On the Sunday I went back into central London.  I was working on location at Smithfield Market and St Bart's Hospital on an episode of 'Poirot,' the episode which was done for the centenary of the publication of the first Poirot story by Agatha Christie,' The Mysterious Affair at Style's.' It was an extremely hot day I seem to remember, but we were dressed in extremely thick and heavy Edwardian suits and there was no way you could keep cool on the set. It was so warm the tarmac on the road we were working on began to melt in the heat. It was the opening sequence, done with the titles. They used a crane to do a wide shot.

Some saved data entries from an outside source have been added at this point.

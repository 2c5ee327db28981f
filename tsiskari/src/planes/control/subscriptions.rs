use crate::domain::{ChangeKind, ChannelSpec, Filter};
use crate::events::ChangeEvent;
use crate::ports::{ChangeSink, ChannelId, RealtimeTransport};
use futures::StreamExt;
use futures::stream::BoxStream;
use shared::Result;
use std::sync::Arc;
use std::sync::atomic::{AtomicBool, Ordering};
use std::time::Duration;
use tokio::sync::Mutex;
use tokio::task::JoinHandle;
use tokio::time::{Instant, sleep};
use tokio_util::sync::CancellationToken;
use tracing::{debug, info, warn};

pub type EventPredicate = Arc<dyn Fn(&ChangeEvent) -> bool + Send + Sync>;

/// What to listen to and who to tell.
#[derive(Clone)]
pub struct SubscriptionConfig {
    pub channel: String,
    pub table: String,
    pub kinds: Vec<ChangeKind>,
    pub filters: Vec<Filter>,
    /// Client-side check applied after the transport's own filtering.
    pub predicate: Option<EventPredicate>,
    pub sink: Arc<dyn ChangeSink>,
    pub debounce: Duration,
    pub enabled: bool,
}

impl SubscriptionConfig {
    pub fn new(
        channel: impl Into<String>,
        table: impl Into<String>,
        sink: impl ChangeSink,
    ) -> Self {
        Self::with_sink(channel, table, Arc::new(sink))
    }

    /// Same as `new` for a sink that is shared between subscriptions.
    pub fn with_sink(
        channel: impl Into<String>,
        table: impl Into<String>,
        sink: Arc<dyn ChangeSink>,
    ) -> Self {
        Self {
            channel: channel.into(),
            table: table.into(),
            kinds: Vec::new(),
            filters: Vec::new(),
            predicate: None,
            sink,
            debounce: Duration::ZERO,
            enabled: true,
        }
    }

    pub fn kinds(mut self, kinds: impl IntoIterator<Item = ChangeKind>) -> Self {
        self.kinds = kinds.into_iter().collect();
        self
    }

    pub fn filter(mut self, filter: Filter) -> Self {
        self.filters.push(filter);
        self
    }

    pub fn predicate(
        mut self,
        predicate: impl Fn(&ChangeEvent) -> bool + Send + Sync + 'static,
    ) -> Self {
        self.predicate = Some(Arc::new(predicate));
        self
    }

    pub fn debounce(mut self, window: Duration) -> Self {
        self.debounce = window;
        self
    }

    pub fn enabled(mut self, enabled: bool) -> Self {
        self.enabled = enabled;
        self
    }

    pub fn channel_spec(&self) -> ChannelSpec {
        ChannelSpec {
            name: self.channel.clone(),
            table: self.table.clone(),
            kinds: self.kinds.clone(),
            filters: self.filters.clone(),
        }
    }
}

impl std::fmt::Debug for SubscriptionConfig {
    fn fmt(&self, f: &mut std::fmt::Formatter<'_>) -> std::fmt::Result {
        f.debug_struct("SubscriptionConfig")
            .field("channel", &self.channel)
            .field("table", &self.table)
            .field("kinds", &self.kinds)
            .field("filters", &self.filters)
            .field("debounce", &self.debounce)
            .field("enabled", &self.enabled)
            .finish()
    }
}

struct ActiveChannel {
    id: ChannelId,
    cancel: CancellationToken,
    pump: JoinHandle<()>,
}

/// Owns at most one realtime channel for one consumer.
///
/// `start()` opens it, `stop()` (or dropping the manager) closes it. Bursts
/// of events are collapsed with a trailing debounce before reaching the
/// sink; the sink only learns that something changed.
pub struct SubscriptionManager {
    transport: Arc<dyn RealtimeTransport>,
    config: SubscriptionConfig,
    enabled: AtomicBool,
    active: Mutex<Option<ActiveChannel>>,
}

impl SubscriptionManager {
    pub fn new(transport: Arc<dyn RealtimeTransport>, config: SubscriptionConfig) -> Self {
        Self {
            enabled: AtomicBool::new(config.enabled),
            transport,
            config,
            active: Mutex::new(None),
        }
    }

    /// Build and start in one step.
    pub async fn subscribe(
        transport: Arc<dyn RealtimeTransport>,
        config: SubscriptionConfig,
    ) -> Result<Self> {
        let manager = Self::new(transport, config);
        manager.start().await?;
        Ok(manager)
    }

    /// Channel, table and sink this manager was built with.
    pub fn config(&self) -> &SubscriptionConfig {
        &self.config
    }

    /// Open the channel. No-op when disabled or already open; a channel
    /// whose stream the transport ended is closed and opened again.
    pub async fn start(&self) -> Result<()> {
        if !self.enabled.load(Ordering::Acquire) {
            debug!(channel = %self.config.channel, "subscription disabled, not opening");
            return Ok(());
        }

        let mut active = self.active.lock().await;
        if active.as_ref().is_some_and(|c| !c.pump.is_finished()) {
            return Ok(());
        }
        if let Some(ended) = active.take() {
            info!(channel = %self.config.channel, id = %ended.id, "realtime stream had ended, reopening");
            if let Err(e) = self.transport.close(&ended.id).await {
                warn!(channel = %self.config.channel, id = %ended.id, error = %e, "failed to close ended realtime channel");
            }
        }

        let channel = self.transport.open(&self.config.channel_spec()).await?;
        info!(channel = %self.config.channel, id = %channel.id, table = %self.config.table, "realtime channel opened");

        let cancel = CancellationToken::new();
        let pump = tokio::spawn(pump_events(
            channel.events,
            cancel.clone(),
            self.config.predicate.clone(),
            Arc::clone(&self.config.sink),
            self.config.debounce,
        ));

        *active = Some(ActiveChannel {
            id: channel.id,
            cancel,
            pump,
        });
        Ok(())
    }

    /// Close the channel. Safe to call any number of times.
    pub async fn stop(&self) {
        let taken = self.active.lock().await.take();
        let Some(channel) = taken else {
            return;
        };

        channel.cancel.cancel();
        if let Err(e) = self.transport.close(&channel.id).await {
            warn!(channel = %self.config.channel, id = %channel.id, error = %e, "failed to close realtime channel");
        } else {
            info!(channel = %self.config.channel, id = %channel.id, "realtime channel closed");
        }
    }

    /// Alias of `stop` for call sites that read better as an unsubscribe.
    pub async fn unsubscribe(&self) {
        self.stop().await
    }

    pub async fn set_enabled(&self, enabled: bool) -> Result<()> {
        self.enabled.store(enabled, Ordering::Release);
        if enabled {
            self.start().await
        } else {
            self.stop().await;
            Ok(())
        }
    }

    /// Open and still receiving; false once the transport ends the stream.
    pub async fn is_active(&self) -> bool {
        self.active
            .lock()
            .await
            .as_ref()
            .is_some_and(|c| !c.pump.is_finished())
    }
}

impl Drop for SubscriptionManager {
    fn drop(&mut self) {
        let Some(channel) = self.active.get_mut().take() else {
            return;
        };
        channel.cancel.cancel();

        // closing is async; hand it to the runtime if there still is one
        if let Ok(runtime) = tokio::runtime::Handle::try_current() {
            let transport = Arc::clone(&self.transport);
            runtime.spawn(async move {
                if let Err(e) = transport.close(&channel.id).await {
                    warn!(id = %channel.id, error = %e, "failed to close realtime channel on drop");
                }
            });
        }
    }
}

impl std::fmt::Debug for SubscriptionManager {
    fn fmt(&self, f: &mut std::fmt::Formatter<'_>) -> std::fmt::Result {
        f.debug_struct("SubscriptionManager")
            .field("config", &self.config)
            .field("enabled", &self.enabled.load(Ordering::Relaxed))
            .finish()
    }
}

/// Forward events to the sink with a trailing debounce: every accepted
/// event restarts the quiet period, and only the last event of a burst is
/// delivered once the period elapses. An event still waiting when the
/// stream ends is delivered right away.
async fn pump_events(
    mut events: BoxStream<'static, ChangeEvent>,
    cancel: CancellationToken,
    predicate: Option<EventPredicate>,
    sink: Arc<dyn ChangeSink>,
    window: Duration,
) {
    let mut pending: Option<ChangeEvent> = None;
    let quiet = sleep(window);
    tokio::pin!(quiet);

    loop {
        tokio::select! {
            _ = cancel.cancelled() => break,
            next = events.next() => match next {
                Some(event) => {
                    if predicate.as_ref().is_some_and(|accept| !accept(&event)) {
                        continue;
                    }
                    pending = Some(event);
                    quiet.as_mut().reset(Instant::now() + window);
                }
                None => {
                    debug!(flushing = pending.is_some(), "realtime stream ended");
                    if let Some(event) = pending.take() {
                        sink.on_change(event);
                    }
                    break;
                }
            },
            _ = &mut quiet, if pending.is_some() => {
                if let Some(event) = pending.take() {
                    debug!(table = event.table(), kind = ?event.kind(), "delivering debounced change");
                    sink.on_change(event);
                }
            }
        }
    }
}

/// Several subscriptions that share one teardown path.
///
/// A channel that fails to open is logged and skipped; the rest keep
/// running, and `stop()` closes every channel that did open.
#[derive(Debug)]
pub struct BatchSubscription {
    managers: Vec<SubscriptionManager>,
}

impl BatchSubscription {
    pub async fn start(
        transport: Arc<dyn RealtimeTransport>,
        configs: impl IntoIterator<Item = SubscriptionConfig>,
    ) -> Self {
        let mut managers = Vec::new();
        for config in configs {
            let manager = SubscriptionManager::new(Arc::clone(&transport), config);
            if let Err(e) = manager.start().await {
                warn!(channel = %manager.config().channel, error = %e, "failed to open channel, continuing with the rest");
            }
            managers.push(manager);
        }
        Self { managers }
    }

    pub async fn active_count(&self) -> usize {
        let mut count = 0;
        for manager in &self.managers {
            if manager.is_active().await {
                count += 1;
            }
        }
        count
    }

    pub async fn stop(&self) {
        for manager in &self.managers {
            manager.stop().await;
        }
    }
}
impl VersionStatus {
    /// Hygiene note for non-current versions.
    pub fn note(&self) -> Option<String> {
        match self {
            VersionStatus::Current => None,
            VersionStatus::Migrated { from } => Some(format!("migrated_from:{}", from)),
            VersionStatus::NewerCompatible { found } => Some(format!("newer_compatible:{}", found)),
        }
    }
}

fn record_version(value: &Value) -> Result<u32, ValidationError> {
    match value.get("schema_version") {
        None | Some(Value::Null) => Ok(1),
        Some(v) => v
            .as_u64()
            .and_then(|n| u32::try_from(n).ok())
            .ok_or_else(|| {
                ValidationError::Invalid(vec![Violation::new("schema_version", "type:integer")])
            }),
    }
}

/// Classifies the record's schema version. A missing version reads as 1.
pub fn check_version(schema: &SpellSchema, value: &Value) -> Result<VersionStatus, ValidationError> {
    let found = record_version(value)?;
    if found == schema.version {
        Ok(VersionStatus::Current)
    } else if found < schema.version {
        Ok(VersionStatus::Migrated { from: found })
    } else if schema.is_compatible_newer(found) {
        info!(found, current = schema.version, "record uses a newer compatible schema");
        Ok(VersionStatus::NewerCompatible { found })
    } else {
        Err(ValidationError::IncompatibleSchemaVersion {
            found,
            supported: schema.compatible_up_to,
        })
    }
}

fn merge_defaults(target: &mut Map<String, Value>, defaults: &Map<String, Value>) {
    for (key, default) in defaults {
        match target.get_mut(key) {
            None | Some(Value::Null) => {
                target.insert(key.clone(), default.clone());
            }
            Some(Value::Object(existing)) => {
                if let Value::Object(nested) = default {
                    merge_defaults(existing, nested);
                }
            }
            Some(_) => {}
        }
    }
}

/// Fills every absent default-bearing field. Non-objects are left alone.
pub fn materialize(schema: &SpellSchema, value: &mut Value) {
    if let Value::Object(map) = value {
        merge_defaults(map, &schema.defaults);
    }
}

/// Checks the version, then materializes and stamps older records with the
/// current version.
pub fn migrate(schema: &SpellSchema, value: &mut Value) -> Result<VersionStatus, ValidationError> {
    let status = check_version(schema, value)?;
    if let VersionStatus::Migrated { from } = status {
        materialize(schema, value);
        if let Value::Object(map) = value {
            map.insert("schema_version".into(), Value::from(schema.version));
        }
        debug!(from, to = schema.version, "migrated record schema version");
    }
    Ok(status)
}

fn non_empty_text(value: Option<&Value>) -> bool {
    value
        .and_then(Value::as_str)
        .map(|s| !s.trim().is_empty())
        .unwrap_or(false)
}

fn present(value: Option<&Value>) -> bool {
    match value {
        None | Some(Value::Null) => false,
        Some(Value::String(s)) => !s.trim().is_empty(),
        Some(_) => true,
    }
}

/// Resolves each class through the `class_list[]` table before comparing,
/// so legacy spellings such as "Magic-User" count as their canonical class.
fn has_class(schema: &SpellSchema, classes: &[String], allowed: &[String]) -> bool {
    let table = schema.enum_table("class_list[]");
    classes.iter().any(|class| {
        let token = match table {
            Some(table) => table.resolve(class).0,
            None => class.clone(),
        };
        let folded = fold_token(&token);
        allowed.iter().any(|a| fold_token(a) == folded)
    })
}

/// Validates a record against structural and cross-field rules.
///
/// Every violation is collected; the record is rejected if any exist.
pub fn validate(schema: &SpellSchema, value: &Value) -> Result<(), ValidationError> {
    let Some(map) = value.as_object() else {
        return Err(ValidationError::Invalid(vec![Violation::new("root", "type:object")]));
    };
    let mut violations = Vec::new();

    for (key, child) in map {
        if schema.is_metadata(key) || child.is_null() {
            continue;
        }
        match schema.fields.get(key) {
            None => violations.push(Violation::new(key.as_str(), "unknown_field")),
            Some(shape) if !shape.accepts(child) => {
                let rule = serde_json::to_value(shape)
                    .ok()
                    .and_then(|v| v.as_str().map(|s| format!("type:{}", s)))
                    .unwrap_or_else(|| "type".into());
                violations.push(Violation::new(key.as_str(), rule));
            }
            Some(_) => {}
        }
    }

    for path in &schema.required {
        if !present(lookup(value, path)) {
            violations.push(Violation::new(path.as_str(), "required"));
        }
    }
    for field in ["name", "description"] {
        if map.contains_key(field) && !non_empty_text(map.get(field)) {
            violations.push(Violation::new(field, "non_empty"));
        }
    }

    let level = map.get("level").and_then(Value::as_i64);
    if let Some(level) = level {
        if !(0..=schema.max_level).contains(&level) {
            violations.push(Violation::new("level", format!("range:0..={}", schema.max_level)));
        }
    }

    let rule = &schema.tradition;
    if let Some(tradition) = map.get(&rule.field).and_then(Value::as_str) {
        let arcane = present(map.get(&rule.arcane_field));
        let divine = present(map.get(&rule.divine_field));
        match rule.classify(tradition) {
            Some(Tradition::Arcane) => {
                if !arcane {
                    violations.push(Violation::new(rule.arcane_field.as_str(), "required_for_arcane"));
                }
                if divine {
                    violations.push(Violation::new(rule.divine_field.as_str(), "forbidden_for_arcane"));
                }
            }
            Some(Tradition::Divine) => {
                if !divine {
                    violations.push(Violation::new(rule.divine_field.as_str(), "required_for_divine"));
                }
                if arcane {
                    violations.push(Violation::new(rule.arcane_field.as_str(), "forbidden_for_divine"));
                }
            }
            Some(Tradition::Both) => {
                if !arcane {
                    violations.push(Violation::new(rule.arcane_field.as_str(), "required_for_both"));
                }
                if !divine {
                    violations.push(Violation::new(rule.divine_field.as_str(), "required_for_both"));
                }
            }
            None => violations.push(Violation::new(rule.field.as_str(), "enum")),
        }
    }

    let classes: Vec<String> = map
        .get("class_list")
        .and_then(Value::as_array)
        .map(|items| items.iter().filter_map(Value::as_str).map(str::to_string).collect())
        .unwrap_or_default();
    let flag = |name: &str| map.get(name).and_then(Value::as_bool).unwrap_or(false);

    if let Some(level) = level {
        if flag("is_cantrip") && level != 0 {
            violations.push(Violation::new("level", "cantrip_level_zero"));
        }
        if flag("is_quest_spell") {
            if level > 9 {
                violations.push(Violation::new("is_quest_spell", "quest_above_ninth"));
            } else if level != 8 {
                violations.push(Violation::new("level", "quest_level_eight"));
            }
            if !classes.is_empty() && !has_class(schema, &classes, &schema.divine_classes) {
                violations.push(Violation::new("class_list", "quest_divine_caster"));
            }
        }
        if level > 9 && !classes.is_empty() && !has_class(schema, &classes, &schema.arcane_classes) {
            violations.push(Violation::new("class_list", "above_ninth_arcane_caster"));
        }
    }

    if violations.is_empty() {
        Ok(())
    } else {
        Err(ValidationError::Invalid(violations))
    }
}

As it was a Sunday it meant they could close the streets to traffic. We were supposed to be the walking wounded, back from 'The Front' in France. Some people had plaster casts on their legs and were wheeled in wheel chairs, others had their arms in bandages and I think I had my head bandaged. We were walking in through the entrance to St Bart's Hospital. They did no end of takes, and we had to go back to original positions several times for fresh takes. There was a particularly bossy unit manager (or production assistant or assistant director, I'm not sure which he was.) who kept hasstleing us to get it right. On another set-up they had traffic in the street, all vintage vehicles, cars, busses and bicycles. I was supposed to be on a bicycle, but at the last minute I was taken out from the scene. Perhaps because I was going to be used as walking wounded as it would be odd to have me in two places more or less at once, one minute on a bicycle and able-bodied and the next as a wounded soldier. I don't in all honesty think it would have mattered because you are usually in the background in a scene, although  there is always somebody who will point such things out.